Quit snickering, Alice.
Think about it :
what you need to write well you already know just from living.
I.) Like Elu, my Apache grouch of a teacher, would say :
A.) To master yourself is the 1st step in mastering story-telling.
B.) In other words : life skills are story skills.
C.) You don't have to take lessons like with tennis to survive on the streets.
D.) But what you do need to know :
1.) Mind your surroundings before they mind you.
2.) Be aware of the pattern of predators before you become prey.
3.) Routes of escape : spot the exit soon as you slip through the front door.
E.) Put those details into your story, and it will seem real.
(But it won't be real ...)
II.) Good story telling seems real but isn't :
1.) Unlike life, a good story is compressed.
The interesting stuff is linked 1-2-3 ... with all the boring stuff left out.
2.) Unlike life, a good story makes sense.
a.) If your life is like mine (and I feel sorry for you if it is) then most days are filled with things that flat don't make sense.
b.) A good story has to make sense if you want your reader to stay with you ...
those three ghosts promised at the beginning of THE CHRISTMAS CAROL had darn well better show up.
3.) Unlike life, a good story is focused :
Target on those happenings that are important to your hero. Ouch! OK, Alice ... or to your heroine, too.
a.) Focus in a good story leaves out all those irritating things that don't push the story forward.
b.) No hands (or details) pushing sideways on my stalled car, please.
B.) All reality doesn't contain truth -- I mean, listen to those politicians.
1.) But your story has to ring with truth in order
to sell it as real to your reader.
2.) And it must fit the story type you're writing :
You don't try to fit an eagle in a parakeet cage or a pit bull in a terrier's doghouse.
3.) Knowing what size canvas you need is what prose painting is all about.
It'd be hard to write about the air war in WWI through the eyes of a soldier who spends the story in the trenches, coughing up nerve gas.
III.) Good story telling first depends on you having a good story that grabs the reader and won't let him go.
A.) Some woman in Wal-Mart cut in front of me in the 20 item line. And get this : she had 21 items. (Yawn.)
B.) Some crazy lady in Wal-Mart pulled a gun on me and took all my money, then she shot the clerk as she ran away. She turned to me as she flew out of the door, and you'll never guess what she yelled at me.

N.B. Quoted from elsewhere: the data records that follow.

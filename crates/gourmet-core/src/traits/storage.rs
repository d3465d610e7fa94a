//! Media storage port
//!
//! Uploaded images and 3D models are written through this trait. Paths are
//! relative, slash-separated keys such as `avatars/42taro.png`.

use async_trait::async_trait;

use super::repositories::RepoResult;

#[async_trait]
pub trait MediaStore: Send + Sync {
    /// Write `content` under `path`, replacing any existing file. Returns the stored path.
    async fn save(&self, path: &str, content: &[u8]) -> RepoResult<String>;

    /// Remove the file at `path`
    async fn delete(&self, path: &str) -> RepoResult<()>;

    /// Public URL for a stored path
    fn url(&self, path: &str) -> String;

    /// Check that the backing store is reachable and writable
    async fn health_check(&self) -> RepoResult<()>;
}
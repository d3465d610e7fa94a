//! Management commands
//!
//! ```bash
//! cargo run -p gourmet-api --bin gourmet-manage -- migrate
//! gourmet-manage migrate --dir /srv/gourmet/migrations   # or MIGRATIONS_DIR
//! cargo run -p gourmet-api --bin gourmet-manage -- createsuperuser --email admin@example.com --password ...
//! ```

use std::path::PathBuf;

use anyhow::Context;
use clap::{Parser, Subcommand};
use gourmet_common::{try_init_tracing, AppConfig, TracingConfig};
use gourmet_db::{create_pool, run_migrations_from, PoolConfig, MIGRATIONS_DIR};
use gourmet_service::UserService;
use tracing::{error, info};

#[derive(Debug, Parser)]
#[command(name = "gourmet-manage", about = "Administrative tasks for the gourmet API")]
struct Cli {
    #[command(subcommand)]
    command: Command,
}

#[derive(Debug, Subcommand)]
enum Command {
    /// Apply pending database migrations
    Migrate {
        /// Directory holding the SQL migration files
        #[arg(long, env = "MIGRATIONS_DIR", default_value = MIGRATIONS_DIR)]
        dir: PathBuf,
    },
    /// Create a user with staff and superuser rights
    Createsuperuser {
        #[arg(long)]
        email: String,
        #[arg(long, env = "SUPERUSER_PASSWORD", hide_env_values = true)]
        password: String,
    },
}

#[tokio::main]
async fn main() {
    // Load .env before tracing and clap read the environment
    let _ = dotenvy::dotenv();

    if let Err(e) = try_init_tracing(&TracingConfig::from_env()) {
        eprintln!("Warning: Failed to initialize tracing: {e}");
    }

    let cli = Cli::parse();

    if let Err(e) = run(cli.command).await {
        error!("Command failed: {e:#}");
        std::process::exit(1);
    }
}

async fn run(command: Command) -> anyhow::Result<()> {
    let config = AppConfig::from_env().context("Failed to load configuration")?;

    match command {
        Command::Migrate { dir } => {
            let pool = create_pool(&PoolConfig::from(&config.database))
                .await
                .context("Failed to connect to PostgreSQL")?;
            run_migrations_from(&pool, &dir)
                .await
                .with_context(|| format!("Failed to apply migrations from {}", dir.display()))?;
            info!("Migrations applied");
        }
        Command::Createsuperuser { email, password } => {
            let state = gourmet_api::create_app_state(config).await?;
            let user = UserService::new(state.service_context())
                .create_superuser(&email, &password)
                .await?;
            info!(user_id = %user.id, email = %user.email, "Superuser created");
        }
    }

    Ok(())
}

#[cfg(test)]
mod tests {
    use super::*;

    #[test]
    fn test_migrate_directory_can_be_overridden() {
        let cli = Cli::try_parse_from(["gourmet-manage", "migrate", "--dir", "/srv/gourmet/migrations"])
            .unwrap();
        assert!(matches!(
            cli.command,
            Command::Migrate { dir } if dir == PathBuf::from("/srv/gourmet/migrations")
        ));
    }

    #[test]
    fn test_createsuperuser_takes_email_and_password() {
        let cli = Cli::try_parse_from([
            "gourmet-manage",
            "createsuperuser",
            "--email",
            "admin@example.com",
            "--password",
            "grilled-eel-over-rice",
        ])
        .unwrap();
        assert!(matches!(
            cli.command,
            Command::Createsuperuser { ref email, .. } if email == "admin@example.com"
        ));
    }
}
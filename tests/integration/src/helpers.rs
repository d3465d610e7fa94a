//! Test helpers for integration tests
//!
//! Provides utilities for spawning test servers and making HTTP requests with
//! the `JWT` authorization scheme.

use std::collections::HashMap;
use std::net::SocketAddr;
use std::time::Duration;

use anyhow::Result;
use gourmet_api::{create_app, create_app_state};
use gourmet_common::AppConfig;
use gourmet_db::{create_pool, run_migrations, PoolConfig};
use reqwest::{multipart::Form, Client, Response, StatusCode};
use serde::{de::DeserializeOwned, Serialize};
use tempfile::TempDir;
use tokio::net::TcpListener;
use tokio::task::JoinHandle;

/// Test server instance that manages lifecycle
pub struct TestServer {
    pub addr: SocketAddr,
    pub client: Client,
    /// Upload directory, removed when the server is dropped
    pub media_dir: TempDir,
    _handle: JoinHandle<()>,
}

impl TestServer {
    /// Start a new test server on a free port with migrations applied
    pub async fn start() -> Result<Self> {
        let media_dir = tempfile::tempdir()?;
        let config = test_config(&media_dir)?;

        let pool = create_pool(&PoolConfig::from(&config.database)).await?;
        run_migrations(&pool).await?;

        // Create app state and build application
        let state = create_app_state(config).await?;
        let app = create_app(state)?;

        let listener = TcpListener::bind("127.0.0.1:0").await?;
        let addr = listener.local_addr()?;

        // Spawn server task
        let handle = tokio::spawn(async move {
            axum::serve(listener, app).await.ok();
        });

        // Create HTTP client
        let client = Client::builder().timeout(Duration::from_secs(10)).build()?;

        Ok(Self {
            addr,
            client,
            media_dir,
            _handle: handle,
        })
    }

    /// Get base URL for the server
    pub fn base_url(&self) -> String {
        format!("http://{}", self.addr)
    }

    fn url(&self, path: &str) -> String {
        format!("{}{}", self.base_url(), path)
    }

    /// Make a GET request
    pub async fn get(&self, path: &str) -> Result<Response> {
        Ok(self.client.get(self.url(path)).send().await?)
    }

    /// Make a GET request with auth token
    pub async fn get_auth(&self, path: &str, token: &str) -> Result<Response> {
        Ok(self
            .client
            .get(self.url(path))
            .header("Authorization", jwt(token))
            .send()
            .await?)
    }

    /// Make a POST request with JSON body
    pub async fn post<T: Serialize>(&self, path: &str, body: &T) -> Result<Response> {
        Ok(self.client.post(self.url(path)).json(body).send().await?)
    }

    /// Make a PATCH request with JSON body
    pub async fn patch<T: Serialize>(&self, path: &str, body: &T) -> Result<Response> {
        Ok(self.client.patch(self.url(path)).json(body).send().await?)
    }

    /// Make a DELETE request
    pub async fn delete(&self, path: &str) -> Result<Response> {
        Ok(self.client.delete(self.url(path)).send().await?)
    }

    /// Make a multipart POST request with auth token
    pub async fn post_form(&self, path: &str, token: &str, form: Form) -> Result<Response> {
        Ok(self
            .client
            .post(self.url(path))
            .header("Authorization", jwt(token))
            .multipart(form)
            .send()
            .await?)
    }

    /// Make a multipart PATCH request with auth token
    pub async fn patch_form(&self, path: &str, token: &str, form: Form) -> Result<Response> {
        Ok(self
            .client
            .patch(self.url(path))
            .header("Authorization", jwt(token))
            .multipart(form)
            .send()
            .await?)
    }

    /// Make a multipart PUT request with auth token
    pub async fn put_form(&self, path: &str, token: &str, form: Form) -> Result<Response> {
        Ok(self
            .client
            .put(self.url(path))
            .header("Authorization", jwt(token))
            .multipart(form)
            .send()
            .await?)
    }

    /// Make a DELETE request with auth token
    pub async fn delete_auth(&self, path: &str, token: &str) -> Result<Response> {
        Ok(self
            .client
            .delete(self.url(path))
            .header("Authorization", jwt(token))
            .send()
            .await?)
    }
}

fn jwt(token: &str) -> String {
    format!("JWT {token}")
}

/// Create a test configuration
///
/// Reads the environment, filling in a port, a JWT secret and a generous rate
/// limit when they are not set. Uploads go to `media_dir`.
pub fn test_config(media_dir: &TempDir) -> Result<AppConfig> {
    dotenvy::dotenv().ok();

    let overrides: HashMap<&str, String> = HashMap::from([
        ("UPLOAD_DIR", media_dir.path().display().to_string()),
        ("API_PORT", "0".to_string()),
        ("RATE_LIMIT_REQUESTS_PER_SECOND", "1000".to_string()),
        ("RATE_LIMIT_BURST", "1000".to_string()),
    ]);

    let config = AppConfig::from_lookup(|key| {
        overrides
            .get(key)
            .cloned()
            .or_else(|| std::env::var(key).ok())
            .or_else(|| (key == "JWT_SECRET").then(|| "integration-test-secret".to_string()))
    })
    .map_err(|e| anyhow::anyhow!("Config error: {e}"))?;

    Ok(config)
}

/// Helper to check if test environment is available
pub fn check_test_env() -> bool {
    dotenvy::dotenv().ok();

    if std::env::var("DATABASE_URL").is_err() {
        eprintln!("Skipping test: DATABASE_URL not set");
        return false;
    }

    true
}

/// Assert response status and parse JSON body
pub async fn assert_json<T: DeserializeOwned>(response: Response, expected_status: StatusCode) -> Result<T> {
    let status = response.status();
    if status != expected_status {
        let body = response.text().await?;
        anyhow::bail!("Expected status {expected_status}, got {status}. Body: {body}");
    }
    Ok(response.json().await?)
}

/// Assert response status without parsing body
pub async fn assert_status(response: Response, expected_status: StatusCode) -> Result<()> {
    let status = response.status();
    if status != expected_status {
        let body = response.text().await?;
        anyhow::bail!("Expected status {expected_status}, got {status}. Body: {body}");
    }
    Ok(())
}
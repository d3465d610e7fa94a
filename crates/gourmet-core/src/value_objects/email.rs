//! Email normalization

/// Normalize an email address the way account lookups expect it
///
/// Only the domain part is lowercased. The local part is case-sensitive per
/// RFC 5321 and is kept as typed. Input without an `@` is returned unchanged.
pub fn normalize_email(email: &str) -> String {
    match email.trim().rsplit_once('@') {
        Some((local, domain)) => format!("{local}@{}", domain.to_lowercase()),
        None => email.to_string(),
    }
}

1.) That's a story that you NEED to tell.
2.) More importantly, that's a story people WANT to hear and to know what happened next.
IV.) A good story is closure.
A.) Closure -- yeah, that funny sounding word you adults use all the time when the pain hurts too bad to get your mind around it.
B.) Victor's definition of closure (even though, like Huck Finn, I don't do school) :
closure is just a kid-glove way of saying "making the equation come out right."
You know, X + 5B = 3Y ("Unsupervised Politician + Lots of Money = Theft.)
C.) Finding a meaningful outcome for rape, murder,
or a mother abandoning her son in mean city after mean city.
You know, like that.
V.) A good story doesn't necessarily have a happy outcome ...
Just a way of living with it
Dying because of it.
(I've seen some people who could only find closure in the grave.)
A.) Sometimes tears are the only way to finish the story, the moment, the situation
B.) Sometimes tears are the only answer to the equation of life.
VI.) But life, like a math test, always has new problems to solve.
A.) And so does the good story.
B.) The closure of it only leads the reader in search of another connection, another good story.
C.) Seeing the road going on for some or all of the main characters leaves the reader feeling as if she had dropped in on the events of real people
with real lives that go on over the horizon.
VII.) Leave them hungry for more ...
Ah, Alice, is that your stomach growling? Alice? Don't look at my fingers like that.
Sure, you're a ghoul. But you're my ghoul FRIEND. What do you mean I wouldn't miss one little finger?
Hey, Roland! Quick! Where's the roughest street around here? Fast!
Damn. Harry Potter never had problems like this.